The lively satisfaction of tonight’s group speaks of a road too easy, or perhaps an agreement to leave their sorrows behind. In the morning these families will board the elevator and rocket skyward, escape the dangers of a planet run sour, dust storms choking the barren interior, sea levels rising too fast. Squeezing us remnants between, waiting for one or the other to cover us in dark.

No rain tonight but the ominous flash of ball lightning high in the cumulus above Portland. I step into the kitchen and through the back, window on the lot facing West. Flicker of lightning faint. Can’t tell if the tents are up or they aren’t.

The Elms is still brimming with positive energy as we bed down. I can feel the pilgrims’ dreams churning, vibrating on the surface of my skin. It lulls me as I listen to Ben’s soft and husky snores from across the room. Soothes that anxiety I’ve felt since his arrival. I’m in a sleep so deep I don’t notice when I can’t hear his breathing anymore. When I can’t hear the pictures in his mind.

I bolt upright and grope for the flashlight. Throw the blanket back and shine the light on his vacant bed, heart leaping into my throat.

I sense his fear even before the scream, a wail of terror from the depth of night. Pull on boots and raincoat and fly out into the cold, the bedroom door opening onto the motel parking lot. A rumble of thunder chases lightning flashes in the South. I listen for Ben’s voice and for his brainwaves. I race from the lot to the East road and into the thick, wet sand, flashlight beam bobbing ahead of me.

As I close the distance I keep the light trained on the figures. The two boys huddled and the beast facing them with its snout lowered and its hackles up. A coyote snarling and held at bay only by the brittle driftwood branch the migrant boy is swinging in its face.

The fear in their eyes is palpable. I shout at the coyote and fumble for my belt, but there’s no sandalwood grip there, no holster. Only the memory of one. The coyote turns its slavering teeth toward me. I motion for the boys to come to my side, press them behind me. I take the branch from the boy and hand Ben the flashlight.

“Go on!” I shout at the beast. I swing the branch and the coyote snaps, cuts through the branch like a steel trap. Fangs too large for its face, teeth too numerous. It lunges and I stumble, bang my elbow hard against the packed sand. The boy is whimpering but I can feel the heat rising off of Ben. Through the pain in my arm and the ice in my chest I reach a hand back to soothe him. I grip him by the sweater and I try to shush him, to quiet whatever is welling up inside of him.

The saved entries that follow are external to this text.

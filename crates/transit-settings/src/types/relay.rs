//! Presence, proximity, and history settings.

use std::path::PathBuf;
use std::time::Duration;

use serde::{Deserialize, Serialize};
use transit_core::constants::{
    AVERAGE_VEHICLE_SPEED_KPH, DEFAULT_NEAREST_LIMIT, DEFAULT_STALE_THRESHOLD,
    DEFAULT_SWEEP_INTERVAL,
};

/// Session freshness settings.
#[derive(Clone, Debug, Serialize, Deserialize)]
#[serde(rename_all = "camelCase", default)]
pub struct PresenceSettings {
    /// How often the staleness sweep runs, in milliseconds.
    pub sweep_interval_ms: u64,
    /// An operator silent for longer than this is evicted, in milliseconds.
    pub stale_threshold_ms: u64,
    /// Depth of the relay worker's command queue.
    pub command_buffer: usize,
}

impl PresenceSettings {
    /// Sweep interval as a [`Duration`].
    pub fn sweep_interval(&self) -> Duration {
        Duration::from_millis(self.sweep_interval_ms)
    }

    /// Stale threshold as a [`Duration`].
    pub fn stale_threshold(&self) -> Duration {
        Duration::from_millis(self.stale_threshold_ms)
    }
}

impl Default for PresenceSettings {
    #[allow(clippy::cast_possible_truncation)]
    fn default() -> Self {
        Self {
            sweep_interval_ms: DEFAULT_SWEEP_INTERVAL.as_millis() as u64,
            stale_threshold_ms: DEFAULT_STALE_THRESHOLD.as_millis() as u64,
            command_buffer: 4096,
        }
    }
}

/// Nearest-vehicle and ETA defaults.
#[derive(Clone, Debug, Serialize, Deserialize)]
#[serde(rename_all = "camelCase", default)]
pub struct ProximitySettings {
    /// Vehicle speed assumed for ETA estimates, in km/h.
    pub average_speed_kph: f64,
    /// Vehicles returned when a query gives no limit.
    pub default_limit: usize,
    /// Upper bound on a query's requested limit.
    pub max_limit: usize,
}

impl Default for ProximitySettings {
    fn default() -> Self {
        Self {
            average_speed_kph: AVERAGE_VEHICLE_SPEED_KPH,
            default_limit: DEFAULT_NEAREST_LIMIT,
            max_limit: 50,
        }
    }
}

/// Durable location history settings.
#[derive(Clone, Debug, Serialize, Deserialize)]
#[serde(rename_all = "camelCase", default)]
pub struct HistorySettings {
    /// Whether accepted updates are appended to the history database.
    pub enabled: bool,
    /// `SQLite` file path. Relative paths resolve against `~/.transit`.
    pub db_path: PathBuf,
}

impl HistorySettings {
    /// Absolute database path, resolving relative paths against `base`.
    pub fn resolved_db_path(&self, base: &std::path::Path) -> PathBuf {
        if self.db_path.is_absolute() {
            self.db_path.clone()
        } else {
            base.join(&self.db_path)
        }
    }
}

impl Default for HistorySettings {
    fn default() -> Self {
        Self {
            enabled: true,
            db_path: PathBuf::from("history.db"),
        }
    }
}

What cannot be contained.

The coyote lunges for my legs, razor fangs slicing at denim just as the shot rings out. Its skull bursts in a spray of warm blood, knocked back from the impact. I still have Ben’s sweater in my fist as Willard and his men appear out of the black night, pistols in hand. The migrant boy has run off back to the motel. Ben is clawing at me, crying into my shoulder. The flashlight forgotten, fallen, illuminating the grim tableau before us, gray fur saturated with blood.

Willard slides the pistol into his belt, helps me to my feet. “You hurt?”

I rub at my elbow, still smarting. “I don’t think so.” My jeans are torn but my skin is unbroken. I can’t draw my gaze away from the coyote’s jaws, thick tongue lolling. Teeth like a shark’s, rows and rows of them.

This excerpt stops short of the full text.